= Instructions for the task =
Whenever the string "bundle" turns up in a line of the data below, copy that line.

(Stored items)
- - - - - - -

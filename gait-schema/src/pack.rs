// gait-schema/src/pack.rs
// ============================================================================
// Module: Pack Manifest
// Description: The manifest shape shared by runpacks and the unified pack
// envelope.
// Purpose: Strict-parse and validate manifest records per `spec.md` §3/§4.8.
// Dependencies: serde
// ============================================================================

//! ## Overview
//! Every pack `gait-pack` builds carries a [`PackManifest`] listing its
//! entries in ascending path order with a per-entry SHA-256 and type tag.
//! This module owns the manifest shape and the `pack_type` discriminator;
//! the ZIP container and signature logic live in `gait-pack` and `gait-core`.

use serde::Deserialize;
use serde::Serialize;

use crate::SchemaError;

/// The kind of pack a manifest belongs to.
#[derive(Debug, Clone, Copy, PartialEq, Eq, Serialize, Deserialize)]
#[serde(rename_all = "snake_case")]
pub enum PackType {
    /// A single run's captured intents and results.
    Run,
    /// A job's full state and event journal.
    Job,
    /// A tool call plus its speak-receipt chain.
    Call,
    /// An incident bundle referencing prior packs.
    Incident,
    /// An evidence bundle referencing prior packs.
    Evidence,
}

/// The declared type of one manifest entry's content.
#[derive(Debug, Clone, Copy, PartialEq, Eq, Serialize, Deserialize)]
#[serde(rename_all = "snake_case")]
pub enum EntryType {
    /// A JSON document.
    Json,
    /// A newline-delimited JSON stream.
    Jsonl,
    /// An opaque binary blob.
    Binary,
}

/// One entry in a pack manifest.
#[derive(Debug, Clone, Serialize, Deserialize)]
#[serde(deny_unknown_fields)]
pub struct ManifestEntry {
    /// Path within the archive.
    pub path: String,
    /// Lowercase hex SHA-256 of the entry's uncompressed bytes.
    pub sha256: String,
    /// The entry's content type.
    #[serde(rename = "type")]
    pub entry_type: EntryType,
}

/// The manifest carried by every pack, listing its entries in ascending
/// path order.
#[derive(Debug, Clone, Serialize, Deserialize)]
#[serde(deny_unknown_fields)]
pub struct PackManifest {
    /// The pack's type.
    pub pack_type: PackType,
    /// Stable identifier of the form `pack_<hex>`.
    pub pack_id: String,
    /// The run this pack was captured from, when applicable.
    #[serde(skip_serializing_if = "Option::is_none")]
    pub run_id: Option<String>,
    /// Manifest entries, sorted by `path`.
    pub entries: Vec<ManifestEntry>,
}

impl PackManifest {
    /// Strict-parses a manifest from JSON bytes.
    ///
    /// # Errors
    ///
    /// Returns [`SchemaError`] on malformed JSON, an empty `pack_id`, or
    /// entries not sorted by path.
    pub fn parse(bytes: &[u8]) -> Result<Self, SchemaError> {
        let manifest: Self = serde_json::from_slice(bytes)?;
        manifest.validate()?;
        Ok(manifest)
    }

    /// Validates that `pack_id` is non-empty and entries are sorted by path.
    ///
    /// # Errors
    ///
    /// Returns [`SchemaError::Invalid`] on the first violation found.
    pub fn validate(&self) -> Result<(), SchemaError> {
        if self.pack_id.trim().is_empty() {
            return Err(SchemaError::Invalid("pack_id must be non-empty".to_string()));
        }
        for pair in self.entries.windows(2) {
            if pair[0].path >= pair[1].path {
                return Err(SchemaError::Invalid(format!(
                    "manifest entries not sorted by path: {} >= {}",
                    pair[0].path, pair[1].path
                )));
            }
        }
        Ok(())
    }

    /// Computes the stable `pack_id` for a manifest body digest and run ID,
    /// per `spec.md` §4.8: `"pack_" + hex(SHA-256(canonical(manifest.contents) || run_id))`.
    ///
    /// # Errors
    ///
    /// Returns [`SchemaError`] if the entry list cannot be canonicalized.
    pub fn compute_pack_id(entries: &[ManifestEntry], run_id: &str) -> Result<String, SchemaError> {
        let mut bytes =
            gait_core::canonical_json_bytes(entries).map_err(|err| SchemaError::Invalid(err.to_string()))?;
        bytes.extend_from_slice(run_id.as_bytes());
        let digest = gait_core::digest_hex(gait_core::DEFAULT_HASH_ALGORITHM, &bytes);
        Ok(format!("pack_{digest}"))
    }
}

#[cfg(test)]
mod tests {
    use super::EntryType;
    use super::ManifestEntry;
    use super::PackManifest;

    fn entry(path: &str) -> ManifestEntry {
        ManifestEntry { path: path.to_string(), sha256: "a".repeat(64), entry_type: EntryType::Json }
    }

    #[test]
    fn rejects_unsorted_entries() {
        let manifest = PackManifest {
            pack_type: super::PackType::Run,
            pack_id: "pack_abc".to_string(),
            run_id: Some("run_1".to_string()),
            entries: vec![entry("b.json"), entry("a.json")],
        };
        assert!(manifest.validate().is_err());
    }

    #[test]
    fn accepts_sorted_entries() {
        let manifest = PackManifest {
            pack_type: super::PackType::Run,
            pack_id: "pack_abc".to_string(),
            run_id: Some("run_1".to_string()),
            entries: vec![entry("a.json"), entry("b.json")],
        };
        assert!(manifest.validate().is_ok());
    }

    #[test]
    fn pack_id_is_deterministic() {
        let entries = vec![entry("a.json")];
        let first = PackManifest::compute_pack_id(&entries, "run_1").unwrap();
        let second = PackManifest::compute_pack_id(&entries, "run_1").unwrap();
        assert_eq!(first, second);
        assert!(first.starts_with("pack_"));
    }
}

- - - - - - -

= Your response =
    /// An incident bundle referencing prior packs.
    /// An evidence bundle referencing prior packs.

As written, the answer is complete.